Start of THE DATA

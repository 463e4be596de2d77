//! mixbus CLI: render a YAML scene to WAV, or run it live for its length.
//!
//! Usage:
//!   mx-cli [scene.yaml] --wav output.wav
//!   mx-cli [scene.yaml]
//!
//! A missing scene file renders the default scene (one 440 Hz sine).

use mx_master::{load_scene, Controller, SceneConfig};
use std::io::Write;
use std::path::Path;
use std::time::{Duration, Instant};
use std::{env, fs};

fn main() {
    env_logger::init();

    let args: Vec<String> = env::args().collect();
    let wav_index = args.iter().position(|a| a == "--wav");
    let wav_path = wav_index.and_then(|i| args.get(i + 1)).cloned();
    if wav_index.is_some() && wav_path.is_none() {
        eprintln!("Usage: mx-cli [scene.yaml] [--wav output.wav]");
        std::process::exit(1);
    }

    let scene_path = args
        .iter()
        .enumerate()
        .skip(1)
        .find(|&(i, _)| wav_index.map_or(true, |w| i != w && i != w + 1))
        .map(|(_, a)| a.as_str())
        .unwrap_or("scene.yaml");

    let scene = load_scene(Path::new(scene_path)).unwrap_or_else(|e| {
        eprintln!("Failed to load {}: {}", scene_path, e);
        std::process::exit(1);
    });

    println!("Rate:     {} Hz", scene.mixer.sample_rate);
    println!("Channels: {}", scene.mixer.channels);
    println!("Buses:    {}", scene.buses.len());
    println!("Voices:   {}", scene.voices.len());
    println!("Length:   {:.2} s", scene.seconds);
    println!();

    let mut ctrl = Controller::new(scene.mixer.clone());
    scene.submit(&ctrl.producer()).unwrap_or_else(|e| {
        eprintln!("Failed to build scene: {}", e);
        std::process::exit(1);
    });

    match wav_path {
        Some(wav) => render_to_wav(&mut ctrl, &scene, &wav),
        None => play_live(&mut ctrl, &scene),
    }
}

fn play_live(ctrl: &mut Controller, scene: &SceneConfig) {
    ctrl.start().unwrap_or_else(|e| {
        eprintln!("Failed to start render thread: {}", e);
        std::process::exit(1);
    });
    println!("Rendering...");

    let length = Duration::from_secs_f32(scene.seconds.max(0.0));
    let started = Instant::now();
    while ctrl.is_running() && started.elapsed() < length {
        print!("\rTick: {:>8}", ctrl.ticks());
        let _ = std::io::stdout().flush();
        std::thread::sleep(Duration::from_millis(10));
    }

    if let Err(e) = ctrl.stop() {
        eprintln!("\nRender failed: {}", e);
        std::process::exit(1);
    }
    println!("\rDone.          ");
}

fn render_to_wav(ctrl: &mut Controller, scene: &SceneConfig, path: &str) {
    println!("Rendering to {} at {} Hz...", path, scene.mixer.sample_rate);

    let wav = ctrl.render_to_wav(scene.total_frames()).unwrap_or_else(|e| {
        eprintln!("Render failed: {}", e);
        std::process::exit(1);
    });
    println!("Rendered {} bytes", wav.len());

    fs::write(path, &wav).unwrap_or_else(|e| {
        eprintln!("Failed to write {}: {}", path, e);
        std::process::exit(1);
    });

    println!("Done.");
}
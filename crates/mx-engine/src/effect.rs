//! Effect trait for per-bus DSP processors.

/// Metadata describing one effect parameter.
pub struct ParamInfo {
    pub id: u16,
    pub name: &'static str,
    pub min: f32,
    pub max: f32,
    pub default: f32,
}

impl ParamInfo {
    /// Clamp `value` into this parameter's range.
    pub fn clamp(&self, value: f32) -> f32 {
        value.clamp(self.min, self.max)
    }
}

/// Static metadata about an effect.
pub struct EffectInfo {
    pub name: &'static str,
    pub short_name: &'static str,
    pub params: &'static [ParamInfo],
}

impl EffectInfo {
    /// Look up a parameter by id.
    pub fn param(&self, id: u16) -> Option<&'static ParamInfo> {
        self.params.iter().find(|p| p.id == id)
    }
}

/// Core trait for bus effects.
///
/// `process` works in place on a planar buffer holding `channels` planes of
/// `frames` samples. Implementations size their internal state lazily from
/// the arguments, so the same effect follows a bus whose format changes.
pub trait Effect: Send {
    fn info(&self) -> &EffectInfo;
    fn process(&mut self, frames: u32, channels: u16, sample_rate: u32, samples: &mut [f32]);
    /// Drop all signal history (delay lines, filter state, FIFOs).
    fn reset(&mut self);
    /// Set a parameter, clamped to its range. Returns `false` for an unknown id.
    fn set_param(&mut self, param: u16, value: f32) -> bool;
    /// Current value of a parameter.
    fn param(&self, param: u16) -> Option<f32>;
}
//! Pitch scaling through the STFT shifter.

use alloc::vec::Vec;

use mx_core::MAX_CHANNELS;

use crate::effect::{Effect, EffectInfo, ParamInfo};
use crate::stft::{PitchShifter, MAX_RATIO, MIN_RATIO};

static PARAMS: &[ParamInfo] = &[ParamInfo {
    id: 0,
    name: "Ratio",
    min: MIN_RATIO,
    max: MAX_RATIO,
    default: 1.0,
}];

static INFO: EffectInfo = EffectInfo {
    name: "Pitch Scale",
    short_name: "Pitch",
    params: PARAMS,
};

/// Shifts pitch by a ratio while keeping duration, one shifter per channel.
pub struct PitchScale {
    ratio: f32,
    shifters: Vec<PitchShifter>,
}

impl PitchScale {
    pub fn new(ratio: f32) -> Self {
        Self {
            ratio: PARAMS[0].clamp(ratio),
            shifters: (0..MAX_CHANNELS).map(|_| PitchShifter::default()).collect(),
        }
    }
}

impl Effect for PitchScale {
    fn info(&self) -> &EffectInfo {
        &INFO
    }

    fn process(&mut self, frames: u32, channels: u16, _sample_rate: u32, samples: &mut [f32]) {
        let frames = frames as usize;
        let planes = samples.chunks_exact_mut(frames.max(1)).take(channels as usize);
        for (shifter, plane) in self.shifters.iter_mut().zip(planes) {
            shifter.process(self.ratio, plane);
        }
    }

    fn reset(&mut self) {
        for shifter in &mut self.shifters {
            shifter.reset();
        }
    }

    fn set_param(&mut self, param: u16, value: f32) -> bool {
        match param {
            0 => {
                self.ratio = PARAMS[0].clamp(value);
                true
            }
            _ => false,
        }
    }

    fn param(&self, param: u16) -> Option<f32> {
        (param == 0).then_some(self.ratio)
    }
}

#[cfg(test)]
mod tests {
    use super::*;

    #[test]
    fn shifters_exist_before_first_block() {
        let mut p = PitchScale::new(1.0);
        assert_eq!(p.shifters.len(), MAX_CHANNELS as usize);
        let mut buf = vec![0.0f32; 3 * 64];
        p.process(64, 3, 44100, &mut buf);
        assert_eq!(p.shifters.len(), MAX_CHANNELS as usize);
    }

    #[test]
    fn output_is_delayed_by_one_frame() {
        // impulse in the right channel only
        let frames = 256u32;
        let mut p = PitchScale::new(1.0);
        let mut out_right = Vec::new();
        for block in 0..8 {
            let mut buf = vec![0.0f32; 2 * frames as usize];
            if block == 0 {
                buf[frames as usize + 10] = 1.0;
            }
            p.process(frames, 2, 44100, &mut buf);
            assert!(buf[..frames as usize].iter().all(|s| s.abs() < 1e-6));
            out_right.extend_from_slice(&buf[frames as usize..]);
        }
        let peak = out_right
            .iter()
            .enumerate()
            .max_by(|a, b| a.1.abs().total_cmp(&b.1.abs()))
            .map(|(i, _)| i);
        assert_eq!(peak, Some(10 + 1024));
    }

    #[test]
    fn ratio_param_is_clamped() {
        let mut p = PitchScale::new(4.0);
        assert_eq!(p.param(0), Some(2.0));
        assert!(p.set_param(0, 0.1));
        assert_eq!(p.param(0), Some(0.5));
    }
}
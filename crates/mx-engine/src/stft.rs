//! STFT phase-vocoder pitch shifter.
//!
//! One [`PitchShifter`] holds the persistent state for a single channel:
//! input/output FIFOs, analysis and synthesis phase per bin, and the
//! overlap-add accumulator. Samples are pushed through one at a time; every
//! `step = frame_size / oversample` samples a full frame is analysed,
//! remapped in frequency, resynthesised and overlap-added.
//!
//! Frequencies are tracked in units of bins rather than Hz, so the shifter
//! does not need to know the sample rate.

use alloc::sync::Arc;
use alloc::vec;
use alloc::vec::Vec;
use core::f32::consts::TAU;

use rustfft::num_complex::Complex32;
use rustfft::{Fft, FftPlanner};

/// Default analysis frame length.
pub const DEFAULT_FRAME_SIZE: usize = 1024;
/// Default overlap factor.
pub const DEFAULT_OVERSAMPLE: usize = 4;

/// Lowest accepted pitch ratio (one octave down).
pub const MIN_RATIO: f32 = 0.5;
/// Highest accepted pitch ratio (one octave up).
pub const MAX_RATIO: f32 = 2.0;

pub struct PitchShifter {
    frame_size: usize,
    oversample: usize,
    step: usize,

    forward: Arc<dyn Fft<f32>>,
    inverse: Arc<dyn Fft<f32>>,
    scratch: Vec<Complex32>,
    spectrum: Vec<Complex32>,

    window: Vec<f32>,
    /// Overlap-add gain correction: `N * sum(w^2) / step`.
    output_scale: f32,

    in_fifo: Vec<f32>,
    out_fifo: Vec<f32>,
    accum: Vec<f32>,
    rover: usize,

    last_phase: Vec<f32>,
    sum_phase: Vec<f32>,
    ana_magn: Vec<f32>,
    ana_freq: Vec<f32>,
    syn_magn: Vec<f32>,
    syn_freq: Vec<f32>,
}

impl PitchShifter {
    /// Create a shifter with the given frame size and overlap factor.
    ///
    /// # Panics
    /// If `frame_size` is not a power of two or `oversample` does not divide it.
    pub fn new(frame_size: usize, oversample: usize) -> Self {
        assert!(frame_size.is_power_of_two(), "frame size must be a power of two");
        assert!(
            oversample > 0 && frame_size % oversample == 0,
            "oversample must divide the frame size"
        );
        let step = frame_size / oversample;
        let bins = frame_size / 2 + 1;

        let mut planner = FftPlanner::<f32>::new();
        let forward = planner.plan_fft_forward(frame_size);
        let inverse = planner.plan_fft_inverse(frame_size);
        let scratch_len = forward
            .get_inplace_scratch_len()
            .max(inverse.get_inplace_scratch_len());

        let window: Vec<f32> = (0..frame_size)
            .map(|k| -0.5 * libm::cosf(TAU * k as f32 / frame_size as f32) + 0.5)
            .collect();
        let power: f32 = window.iter().map(|w| w * w).sum();
        let output_scale = frame_size as f32 * power / step as f32;

        Self {
            frame_size,
            oversample,
            step,
            forward,
            inverse,
            scratch: vec![Complex32::default(); scratch_len],
            spectrum: vec![Complex32::default(); frame_size],
            window,
            output_scale,
            in_fifo: vec![0.0; frame_size],
            out_fifo: vec![0.0; frame_size],
            accum: vec![0.0; frame_size],
            rover: frame_size - step,
            last_phase: vec![0.0; bins],
            sum_phase: vec![0.0; bins],
            ana_magn: vec![0.0; bins],
            ana_freq: vec![0.0; bins],
            syn_magn: vec![0.0; bins],
            syn_freq: vec![0.0; bins],
        }
    }

    /// Delay between an input sample and its resynthesised output, in samples.
    ///
    /// This is the full `frame_size`, not `frame_size - step`: the input FIFO
    /// starts `frame_size - step` samples deep, and a synthesised frame is
    /// read out one `step` after it is analysed.
    pub fn latency(&self) -> usize {
        self.frame_size
    }

    /// Clear all signal history.
    pub fn reset(&mut self) {
        self.in_fifo.fill(0.0);
        self.out_fifo.fill(0.0);
        self.accum.fill(0.0);
        self.last_phase.fill(0.0);
        self.sum_phase.fill(0.0);
        self.rover = self.frame_size - self.step;
    }

    /// Shift `samples` in place by `ratio` (clamped to `[0.5, 2.0]`).
    pub fn process(&mut self, ratio: f32, samples: &mut [f32]) {
        let ratio = ratio.clamp(MIN_RATIO, MAX_RATIO);
        let latency = self.frame_size - self.step;

        for sample in samples {
            self.in_fifo[self.rover] = *sample;
            *sample = self.out_fifo[self.rover - latency];
            self.rover += 1;

            if self.rover >= self.frame_size {
                self.rover = latency;
                self.process_frame(ratio);
            }
        }
    }

    fn process_frame(&mut self, ratio: f32) {
        let n = self.frame_size;
        let half = n / 2;
        let expected = TAU * self.step as f32 / n as f32;
        let oversample = self.oversample as f32;

        for (bin, (&x, &w)) in self.spectrum.iter_mut().zip(self.in_fifo.iter().zip(&self.window)) {
            *bin = Complex32::new(x * w, 0.0);
        }
        self.forward.process_with_scratch(&mut self.spectrum, &mut self.scratch);

        // analysis
        for k in 0..=half {
            let bin = self.spectrum[k];
            let edge = k == 0 || k == half;
            let magn = if edge { bin.norm() } else { 2.0 * bin.norm() };
            let phase = bin.im.atan2(bin.re);

            let delta = wrap_phase(phase - self.last_phase[k] - k as f32 * expected);
            self.last_phase[k] = phase;

            self.ana_magn[k] = magn;
            self.ana_freq[k] = k as f32 + oversample * delta / TAU;
        }

        // shift
        self.syn_magn.fill(0.0);
        self.syn_freq.fill(0.0);
        for k in 0..=half {
            let target = libm::roundf(k as f32 * ratio) as usize;
            if target > half {
                continue;
            }
            self.syn_magn[target] += self.ana_magn[k];
            self.syn_freq[target] = self.ana_freq[k] * ratio;
        }

        // synthesis
        for k in 0..=half {
            let deviation = self.syn_freq[k] - k as f32;
            let advance = TAU * deviation / oversample + k as f32 * expected;
            self.sum_phase[k] = wrap_phase(self.sum_phase[k] + advance);
            self.spectrum[k] = Complex32::from_polar(self.syn_magn[k], self.sum_phase[k]);
        }
        for bin in &mut self.spectrum[half + 1..] {
            *bin = Complex32::default();
        }
        self.inverse.process_with_scratch(&mut self.spectrum, &mut self.scratch);

        let scale = self.output_scale;
        for ((acc, &w), bin) in self.accum.iter_mut().zip(&self.window).zip(&self.spectrum) {
            *acc += w * bin.re / scale;
        }

        let step = self.step;
        self.out_fifo[..step].copy_from_slice(&self.accum[..step]);
        self.accum.copy_within(step.., 0);
        self.accum[n - step..].fill(0.0);
        self.in_fifo.copy_within(step.., 0);
    }
}

impl Default for PitchShifter {
    fn default() -> Self {
        Self::new(DEFAULT_FRAME_SIZE, DEFAULT_OVERSAMPLE)
    }
}

/// Fold a phase into `[-PI, PI]`.
#[inline]
fn wrap_phase(phase: f32) -> f32 {
    phase - TAU * libm::roundf(phase / TAU)
}

#[cfg(test)]
mod tests {
    use super::*;
    use core::f32::consts::PI;

    fn sine(freq: f32, rate: f32, len: usize) -> Vec<f32> {
        (0..len).map(|i| (TAU * freq * i as f32 / rate).sin() * 0.5).collect()
    }

    /// Estimate frequency from positive-going zero crossings.
    fn crossing_rate(buf: &[f32], rate: f32) -> f32 {
        let crossings = buf.windows(2).filter(|w| w[0] < 0.0 && w[1] >= 0.0).count();
        crossings as f32 * rate / buf.len() as f32
    }

    #[test]
    fn wrap_phase_folds_into_range() {
        assert!((wrap_phase(3.0 * PI) - PI).abs() < 1e-5 || (wrap_phase(3.0 * PI) + PI).abs() < 1e-5);
        assert!((wrap_phase(0.5) - 0.5).abs() < 1e-6);
        assert!((wrap_phase(-TAU - 0.25) + 0.25).abs() < 1e-5);
    }

    #[test]
    fn unity_ratio_reproduces_input_after_latency() {
        let input = sine(440.0, 44100.0, 8192);
        let mut output = input.clone();
        let mut shifter = PitchShifter::default();
        for block in output.chunks_mut(512) {
            shifter.process(1.0, block);
        }

        let latency = shifter.latency();
        assert_eq!(latency, DEFAULT_FRAME_SIZE);
        assert_ne!(latency, DEFAULT_FRAME_SIZE - DEFAULT_FRAME_SIZE / DEFAULT_OVERSAMPLE);
        let max_err = (2 * latency..input.len())
            .map(|n| (output[n] - input[n - latency]).abs())
            .fold(0.0f32, f32::max);
        assert!(max_err < 1e-3, "max error {}", max_err);
    }

    #[test]
    fn octave_up_doubles_frequency() {
        let rate = 44100.0;
        let mut buf = sine(344.53125, rate, 16384); // bin 8 at N=1024
        let mut shifter = PitchShifter::default();
        shifter.process(2.0, &mut buf);

        let tail = &buf[4096..];
        let freq = crossing_rate(tail, rate);
        assert!((freq - 689.0625).abs() < 15.0, "estimated {} Hz", freq);
    }

    #[test]
    fn ratio_is_clamped() {
        let input = sine(440.0, 44100.0, 4096);
        let mut a = input.clone();
        let mut b = input.clone();
        PitchShifter::default().process(8.0, &mut a);
        PitchShifter::default().process(MAX_RATIO, &mut b);
        assert_eq!(a, b);
    }

    #[test]
    fn reset_restores_initial_state() {
        let input = sine(440.0, 44100.0, 3000);
        let mut shifter = PitchShifter::default();
        let mut first = input.clone();
        shifter.process(1.5, &mut first);

        shifter.reset();
        let mut second = input.clone();
        shifter.process(1.5, &mut second);
        assert_eq!(first, second);
    }

    #[test]
    #[should_panic]
    fn non_power_of_two_frame_panics() {
        let _ = PitchShifter::new(1000, 4);
    }
}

End of THE DATA

* **WHAT TO PRODUCE**
Would you copy out exactly the lines above that start at the one containing "let mut planner" and end at the one containing "synthesised frame is", inclusive?

* **EXERCISE SOLUTION**
        let mut planner = FftPlanner::<f32>::new();
        let forward = planner.plan_fft_forward(frame_size);
        let inverse = planner.plan_fft_inverse(frame_size);
        let scratch_len = forward
            .get_inplace_scratch_len()
            .max(inverse.get_inplace_scratch_len());

        let window: Vec<f32> = (0..frame_size)
            .map(|k| -0.5 * libm::cosf(TAU * k as f32 / frame_size as f32) + 0.5)
            .collect();
        let power: f32 = window.iter().map(|w| w * w).sum();
        let output_scale = frame_size as f32 * power / step as f32;

        Self {
            frame_size,
            oversample,
            step,
            forward,
            inverse,
            scratch: vec![Complex32::default(); scratch_len],
            spectrum: vec![Complex32::default(); frame_size],
            window,
            output_scale,
            in_fifo: vec![0.0; frame_size],
            out_fifo: vec![0.0; frame_size],
            accum: vec![0.0; frame_size],
            rover: frame_size - step,
            last_phase: vec![0.0; bins],
            sum_phase: vec![0.0; bins],
            ana_magn: vec![0.0; bins],
            ana_freq: vec![0.0; bins],
            syn_magn: vec![0.0; bins],
            syn_freq: vec![0.0; bins],
        }
    }

    /// Delay between an input sample and its resynthesised output, in samples.
    ///
    /// This is the full `frame_size`, not `frame_size - step`: the input FIFO
    /// starts `frame_size - step` samples deep, and a synthesised frame is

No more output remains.